What to work on |
Among the entries below, find each line with "Ordering" and show it.

[Records excerpted from a collection]

use std::cmp::Ordering;

use anyhow::Result;
use bsl_common_support::CompatibilityMode;
use clap::Args;
use colored::Colorize;
use serde::Serialize;

use crate::context::CommandContext;

#[derive(Args, Debug)]
#[command(about = "Compare two platform compatibility modes")]
pub struct CompatArgs {
    /// First mode, e.g. `Version_8_3_10`
    first: String,
    /// Second mode, e.g. `Version8_2_16`
    second: String,
}

#[derive(Debug, Serialize, PartialEq, Eq)]
#[serde(rename_all = "camelCase")]
pub struct CompatReport {
    pub first: String,
    pub second: String,
    /// How the second mode relates to the first: `newer`, `older` or `same`
    pub second_is: &'static str,
}

#[must_use]
pub fn compat_report(first: &str, second: &str) -> CompatReport {
    let first = CompatibilityMode::parse(first);
    let second = CompatibilityMode::parse(second);
    let second_is = match CompatibilityMode::compare(&first, &second) {
        Ordering::Greater => "newer",
        Ordering::Less => "older",
        Ordering::Equal => "same",
    };
    CompatReport {
        first: first.to_string(),
        second: second.to_string(),
        second_is,
    }
}

/// Compare two compatibility modes
///
/// # Errors
/// Returns error if printing the report fails.
pub async fn handle_compat(args: &CompatArgs, context: &CommandContext) -> Result<()> {
    let report = compat_report(&args.first, &args.second);
    let text = if report.second_is == "same" {
        format!(
            "{} {} {}",
            report.first.bright_white().bold(),
            "=".bright_cyan(),
            report.second.bright_white().bold()
        )
    } else {
        format!(
            "{} is {} than {}",
            report.second.bright_white().bold(),
            report.second_is.bright_green(),
            report.first.bright_white().bold(),
        )
    };
    context.print(&text, &report)
}
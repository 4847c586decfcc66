use serial_test::serial;
use std::path::Path;
use tempfile::TempDir;

fn to_args(args: &[&str]) -> Vec<String> {
    args.iter().map(ToString::to_string).collect()
}

async fn write_config(path: &Path, content: &str) {
    tokio::fs::create_dir_all(path.join(".bsl-common"))
        .await
        .unwrap();
    tokio::fs::write(path.join(".bsl-common/config.json"), content)
        .await
        .unwrap();
}

async fn run_in(path: &Path, args: &[&str]) -> anyhow::Result<()> {
    let original_dir = std::env::current_dir().unwrap();
    std::env::set_current_dir(path).unwrap();

    let result = bsl_common_cli::main(&to_args(args)).await;

    std::env::set_current_dir(&original_dir).unwrap();
    result
}

#[tokio::test]
#[serial]
async fn test_cli_type() {
    let temp_dir = TempDir::new().unwrap();

    let result = run_in(temp_dir.path(), &["bsl-common", "type", "СправочникСсылка.Товары"]).await;

    assert!(result.is_ok());
}

#[tokio::test]
#[serial]
async fn test_cli_type_json() {
    let temp_dir = TempDir::new().unwrap();

    let result = run_in(
        temp_dir.path(),
        &["bsl-common", "type", "Number", "--format", "json"],
    )
    .await;

    assert!(result.is_ok());
}

#[tokio::test]
#[serial]
async fn test_cli_ref() {
    let temp_dir = TempDir::new().unwrap();

    let result = run_in(
        temp_dir.path(),
        &["bsl-common", "ref", "Document.Invoice.TabularSection.Goods"],
    )
    .await;

    assert!(result.is_ok());
}

#[tokio::test]
#[serial]
async fn test_cli_ref_invalid() {
    let temp_dir = TempDir::new().unwrap();

    let result = run_in(temp_dir.path(), &["bsl-common", "ref", "Catalog"]).await;

    let error = result.unwrap_err();
    assert!(error.to_string().contains("Failed to parse reference 'Catalog'"));
}

#[tokio::test]
#[serial]
async fn test_cli_modules() {
    let temp_dir = TempDir::new().unwrap();

    let result = run_in(temp_dir.path(), &["bsl-common", "modules", "Справочники"]).await;

    assert!(result.is_ok());
}

#[tokio::test]
#[serial]
async fn test_cli_modules_unknown_kind() {
    let temp_dir = TempDir::new().unwrap();

    let result = run_in(temp_dir.path(), &["bsl-common", "modules", "Spaceship"]).await;

    assert!(result.is_err());
}

#[tokio::test]
#[serial]
async fn test_cli_compat() {
    let temp_dir = TempDir::new().unwrap();

    let result = run_in(
        temp_dir.path(),
        &["bsl-common", "compat", "Version_8_3_10", "DontUse"],
    )
    .await;

    assert!(result.is_ok());
}

#[tokio::test]
#[serial]
async fn test_cli_support() {
    let temp_dir = TempDir::new().unwrap();

    let result = run_in(temp_dir.path(), &["bsl-common", "support", "2", "1", "99"]).await;

    assert!(result.is_ok());
}

#[tokio::test]
#[serial]
async fn test_cli_config_defaults() {
    let temp_dir = TempDir::new().unwrap();

    let result = run_in(temp_dir.path(), &["bsl-common", "config"]).await;

    assert!(result.is_ok());
    assert!(!temp_dir.path().join(".bsl-common/config.json").exists());
}

#[tokio::test]
#[serial]
async fn test_cli_with_config_file() {
    let temp_dir = TempDir::new().unwrap();
    write_config(
        temp_dir.path(),
        r#"{"scriptVariant": "en", "format": "json"}"#,
    )
    .await;

    let result = run_in(temp_dir.path(), &["bsl-common", "ref", "Справочник.Товары"]).await;

    assert!(result.is_ok());
}

#[tokio::test]
#[serial]
async fn test_cli_invalid_config_file() {
    let temp_dir = TempDir::new().unwrap();
    write_config(temp_dir.path(), "not json").await;

    let result = run_in(temp_dir.path(), &["bsl-common", "config"]).await;

    assert!(result.is_err());
}
use anyhow::Result;
use clap::{Parser, Subcommand};

use crate::{
    commands::{
        CompatArgs, ConfigArgs, ModulesArgs, RefArgs, SupportArgs, TypeArgs, handle_compat,
        handle_config, handle_modules, handle_ref, handle_support, handle_type,
    },
    context::CommandContext,
    options::FormatOptions,
};
pub mod commands;
pub mod config;
pub mod context;
mod logger;
pub mod options;

#[derive(Parser, Debug)]
#[command(
    name = "bsl-common",
    author,
    version,
    about = "Look up 1C:Enterprise metadata kinds, references, value types and compatibility modes",
    help_template = "{name} {version}\n{about}\n\n{usage-heading} {usage}\n\n{all-args}"
)]
struct Cli {
    #[command(subcommand)]
    command: Commands,

    #[arg(short, long, global = true)]
    format: Option<FormatOptions>,

    #[arg(short, long, global = true, default_value = "false")]
    verbose: bool,
}

#[derive(Subcommand, Debug)]
enum Commands {
    Type(TypeArgs),
    Ref(RefArgs),
    Modules(ModulesArgs),
    Compat(CompatArgs),
    Support(SupportArgs),
    Config(ConfigArgs),
}

pub async fn main(args: &[String]) -> Result<()> {
    let cli = Cli::parse_from(args);
    logger::init_logger(cli.verbose);
    let context = CommandContext::new(cli.format).await?;
    match cli.command {
        Commands::Type(args) => handle_type(&args, &context).await?,
        Commands::Ref(args) => handle_ref(&args, &context).await?,
        Commands::Modules(args) => handle_modules(&args, &context).await?,
        Commands::Compat(args) => handle_compat(&args, &context).await?,
        Commands::Support(args) => handle_support(&args, &context).await?,
        Commands::Config(args) => handle_config(&args, &context).await?,
    }
    Ok(())
}
use thiserror::Error;

/// Errors raised while building library values from text.
#[derive(Debug, Error, Clone, PartialEq, Eq)]
pub enum BslError {
    /// The string is not a `Kind.Name[.Kind.Name...]` reference to a metadata object.
    #[error("Incorrect full name {0}")]
    IncorrectFullName(String),

    #[error("Unknown metadata type {0}")]
    UnknownMdoType(String),
}

pub type Result<T> = std::result::Result<T, BslError>;
use clap::ValueEnum;
use serde::{Deserialize, Serialize};

/// CLI output format selection.
///
/// Controls whether commands print human-readable output or JSON for scripting.
#[derive(Debug, Clone, Copy, Default, PartialEq, Eq, ValueEnum, Serialize, Deserialize)]
#[serde(rename_all = "lowercase")]
pub enum FormatOptions {
    /// JSON format for scripts and pipelines
    #[value(name = "json")]
    Json,
    /// Human-readable colored terminal output
    #[default]
    #[value(name = "stdout")]
    Stdout,
}

impl FormatOptions {
    pub fn print(&self, stdout_msg: &str, json_msg: &str) {
        match self {
            Self::Stdout => println!("{stdout_msg}"),
            Self::Json => println!("{json_msg}"),
        }
    }
}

Response below |
use std::cmp::Ordering;
        Ordering::Greater => "newer",
        Ordering::Less => "older",
        Ordering::Equal => "same",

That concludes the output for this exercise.